Natural Resources and the Environment
- Integrate public health and environmental outcomes into land use decision-making by renewing commitment to air quality, water quality and remediation of contaminated sites.
- Mitigate damaging and costly flooding by promoting smart stormwater practices and enhancing wetlands to increase their water retention and ecological value. As coastal storms and flooding become more severe due to more intense weather events and sea-level rise, assist state agencies and local governments with data and planning to prevent disasters and avoidable taxpayer expense.
- Integrate an infrastructure overlay into the planning process that includes roads, drinking water, sewer, stormwater, broadband, and energy distribution/transmission to focus state investments and drive private investment.
- Develop Conservation Opportunity Areas that are watershed and science-based to show which areas are most ecologically vulnerable and where investments should be prioritized for conservation and restoration.
- Work to improve water quality by supporting large municipal wastewater systems and discouraging the use of community wastewater systems, particularly outside of identified growth areas and strengthening regulations for individual on-site wastewater systems.
- Prevent damaging and costly inland flooding while recognizing the important role and maintaining the free ecological services of freshwater wetlands.
- Discouraging the use of community wastewater systems, particularly outside of identified growth areas and strengthening regulations for individual on-site wastewater systems.
State Facilities and Investments
The state will promote locations for public facilities that will enhance community integrity and encourage the use of more than one transportation option. State investments in public facilities, such as schools, libraries, courts, and health-care and public safety buildings, should be strategically located to foster community identity and vitality, and complement the historic character where appropriate. The focus of such locations will be in the Levels 1 and 2 Areas. The location of public facilities in Levels 3 and 4 Areas will be based on specific needs and conditions as warranted.

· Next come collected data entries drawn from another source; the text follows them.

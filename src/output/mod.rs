// Output module - Tick sinks, their registry and the audio rendering path

pub mod audio_sink;
pub mod backend;
pub mod registry;
pub mod renderer;
pub mod sink;
pub mod sound;

pub use audio_sink::{AudioSink, SoundSourceKind};
pub use backend::{AudioBackend, CpalBackend, OfflineBackend, OfflineOutput};
pub use registry::{OutputRegistry, SharedRegistry, SinkFactory};
pub use renderer::{ClickRenderer, ScheduledClick};
pub use sink::{OutputSink, SinkConfig, SinkErrorEvent, SinkRecord, SinkState};
pub use sound::{ClickOptions, ClickSound, SampleOptions, SoundBuffer};

use thiserror::Error;

/// Sink and registry errors
#[derive(Debug, Error)]
pub enum OutputError {
    #[error("Sink '{0}' is already registered")]
    DuplicateSink(String),

    #[error("Sink '{0}' not found")]
    SinkNotFound(String),

    #[error("No factory registered for sink type '{0}'")]
    UnknownSinkType(String),

    #[error("Sink initialization failed: {0}")]
    Initialization(String),

    #[error("Sink '{0}' is already initialized")]
    AlreadyInitialized(String),

    #[error("Invalid sink options: {0}")]
    InvalidOptions(#[from] serde_json::Error),

    #[error("Audio device error: {0}")]
    Device(String),

    #[error("Failed to load sample: {0}")]
    SampleLoad(String),

    #[error("Click queue of sink '{0}' is full")]
    QueueFull(String),

    #[error("IO error: {0}")]
    Io(#[from] std::io::Error),
}

pub type OutputResult<T> = Result<T, OutputError>;
// Clock source abstraction

use std::sync::Arc;

/// Execution state of a clock source
#[derive(Debug, Clone, Copy, PartialEq, Eq, Default)]
pub enum ClockState {
    #[default]
    Running,
    Suspended,
}

/// Host lifecycle signal (page visibility, device sleep, ...)
#[derive(Debug, Clone, Copy, PartialEq, Eq)]
pub enum LifecycleEvent {
    Suspended,
    Resumed,
}

/// Monotonic time source with a suspendable execution context
///
/// `now()` must be non-decreasing across calls within one session.
/// State changes use interior mutability so a clock can be shared
/// between the scheduler and an audio renderer.
pub trait ClockSource: Send + Sync {
    /// Current time in seconds
    fn now(&self) -> f64;

    fn state(&self) -> ClockState;

    fn suspend(&self);

    fn resume(&self);

    fn is_suspended(&self) -> bool {
        self.state() == ClockState::Suspended
    }
}

pub type SharedClock = Arc<dyn ClockSource>;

Additionally, investments in Levels 3 and 4 will focus on parkland expansions, open-space purchase, green energy, and agricultural preservation where appropriate.
- Maintain the state's current system in good repair.
- Continue to focus on improving the operational efficiency of the traffic-signal system.
- Prioritize financial resources to improve system performance that compliments the state strategies.
- Continue focus on improving the ability of the transportation system to help protect the users from injury and death.
- Enhance efforts to meet the changing needs of senior travelers.
- Engage in more master planning with local governments.
- Prioritize resource commitments with local governments in order to implement adopted master plans.
- Specifically focus on creating an inventory of pedestrian facilities (sidewalks) and then filling in any gaps.
- Collaborate to link cities and towns by a network of off-alignment multi-use paths that can be used by commuters in addition to recreational pedestrians and bicyclists.
- Reduce the rate of growth of vehicle miles traveled (VMT) as a result of all these efforts plus the efforts of businesses to reduce business- related travel.
- Focus on meeting the needs of travelers that have impediments.
- Collaborate more in efforts to manage storm water more effectively.
- Work with sister agencies to better understand how to be prepared for possible climate changes and its related effects.
- Continued collaborative efforts with local governments and related industries to create more sustainable communities.